Schon in Harry Potter IV und V waren die Beziehungen zum anderen Geschlecht ein Thema. Diesmal steht das Gefühlsleben fast an erster Stelle. Jeder ist verliebt und seinerseits Subjekt der Verehrung von anderer Seite, mit unterschiedlicher Ernsthaftigkeit, versteht sich. Das ganz normale jugendliche Getue rund um die ersten Küsse wird wesentlich unterhaltsamer gezeigt, als in den "klassischen" Teenie Komödien. Die aufdringliche Lavender Brown (Harry Potter Neuling Jessie Cave) schnappt sich Ron. Sehr zum Missfallen von Hermione. Um Ron eifersüchtig zu machen, gewährt sie dem gut aussehenden, aber überheblichen Cormac MacLaggen (Freddie Stroma) ein Date. Harry kann sie gut verstehen. Geht es ihm doch mit Rons kleiner Schwester Ginny (Bonnie Wright) genauso. Die war zwar schon in Teil II schwer in Harry verliebt, tröstet sich aber zu Beginn des Films noch mit Dean Thomas (Alfred Enoch). Romilda Vane (Anna Shaffer) braut sogar einen Liebestrank um sich Harry gefügig zu machen. Getrunken wird er versehentlich von Ron.

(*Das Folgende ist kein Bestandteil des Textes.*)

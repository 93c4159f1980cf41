use std::time::Duration;

use super::audio_models::AudioFormat;

/// Configuration for the loopback session.
#[derive(Debug, Clone, PartialEq)]
pub struct LoopbackConfig {
    /// Sample rate in Hz (default: 8000).
    pub sample_rate: u32,

    /// Channel count (default: 1). Only mono is supported.
    pub channels: u16,

    /// Bit depth of linear PCM (default: 16). Only 16 is supported.
    pub bit_depth: u16,

    /// Capture buffer size in bytes, or None for the device minimum.
    pub capture_buffer_bytes: Option<usize>,

    /// Playback buffer size in bytes, or None for the device minimum.
    pub playback_buffer_bytes: Option<usize>,

    /// Consecutive transient read/write failures tolerated before the loop fails.
    pub max_consecutive_io_errors: u32,

    /// Waveform tap settings.
    pub sampler: SamplerConfig,
}

impl LoopbackConfig {
    pub fn format(&self) -> AudioFormat {
        AudioFormat {
            sample_rate: self.sample_rate,
            channels: self.channels,
            bit_depth: self.bit_depth,
        }
    }

    pub fn validate(&self) -> Result<(), String> {
        if self.sample_rate == 0 {
            return Err("sample rate must be positive".into());
        }
        if self.channels != 1 {
            return Err(format!("unsupported channel count: {}", self.channels));
        }
        if self.bit_depth != 16 {
            return Err(format!("unsupported bit depth: {}", self.bit_depth));
        }
        let frame_bytes = self.format().bytes_per_frame();
        for (name, size) in [
            ("capture", self.capture_buffer_bytes),
            ("playback", self.playback_buffer_bytes),
        ] {
            if let Some(size) = size {
                if size == 0 || size % frame_bytes != 0 {
                    return Err(format!(
                        "{} buffer must be a positive multiple of {} bytes, got {}",
                        name, frame_bytes, size
                    ));
                }
            }
        }
        self.sampler.validate()
    }
}

impl Default for LoopbackConfig {
    fn default() -> Self {
        Self {
            sample_rate: 8000,
            channels: 1,
            bit_depth: 16,
            capture_buffer_bytes: None,
            playback_buffer_bytes: None,
            max_consecutive_io_errors: 8,
            sampler: SamplerConfig::default(),
        }
    }
}

/// Configuration for the waveform sampler and its analysis tap.
#[derive(Debug, Clone, PartialEq)]
pub struct SamplerConfig {
    /// Snapshot size in samples, or None for the tap's maximum.
    pub capture_size: Option<usize>,

    /// Delivery rate in millihertz, or None for half the tap's maximum.
    pub capture_rate_millihertz: Option<u32>,

    /// Minimum time between two forwarded snapshots (default: 5000 ms).
    pub min_interval: Duration,
}

impl SamplerConfig {
    pub fn validate(&self) -> Result<(), String> {
        if self.capture_size == Some(0) {
            return Err("capture size must be positive".into());
        }
        if self.capture_rate_millihertz == Some(0) {
            return Err("capture rate must be positive".into());
        }
        Ok(())
    }
}

impl Default for SamplerConfig {
    fn default() -> Self {
        Self {
            capture_size: None,
            capture_rate_millihertz: None,
            min_interval: Duration::from_millis(5000),
        }
    }
}

/// Configuration for the column plot.
#[derive(Debug, Clone, Copy, PartialEq, Eq)]
pub struct RendererConfig {
    /// Samples drawn per snapshot column (default: 100).
    pub samples_per_column: usize,

    /// Initial canvas width in pixels.
    pub width: u32,

    /// Initial canvas height in pixels.
    pub height: u32,
}

impl RendererConfig {
    pub fn validate(&self) -> Result<(), String> {
        if self.samples_per_column == 0 {
            return Err("samples per column must be positive".into());
        }
        Ok(())
    }
}

impl Default for RendererConfig {
    fn default() -> Self {
        Self {
            samples_per_column: 100,
            width: 0,
            height: 0,
        }
    }
}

Der Halbblutprinz - ein äußerst kreativer Zauberer mit dunklen Tendenzen
Die Wirkung der diversen Zaubertränke ist deutlich zu sehen. Bei deren Herstellung kann man gar nicht genug Vorsicht walten lassen. Mit Snape als Lehrer war dieses Fach für Harry die reinste Qual, doch unter Horace Slughorn wird er mit Hilfe des alten Buchs vom Halbblutprinzen zum Klassenbesten. Letzterer war schon zu Schulzeiten ein äußerst kreativer Zauberer mit dunklen Tendenzen. Nach seiner wahren Identität wird hier nicht geforscht, die dramatische Auflösung verschenkt.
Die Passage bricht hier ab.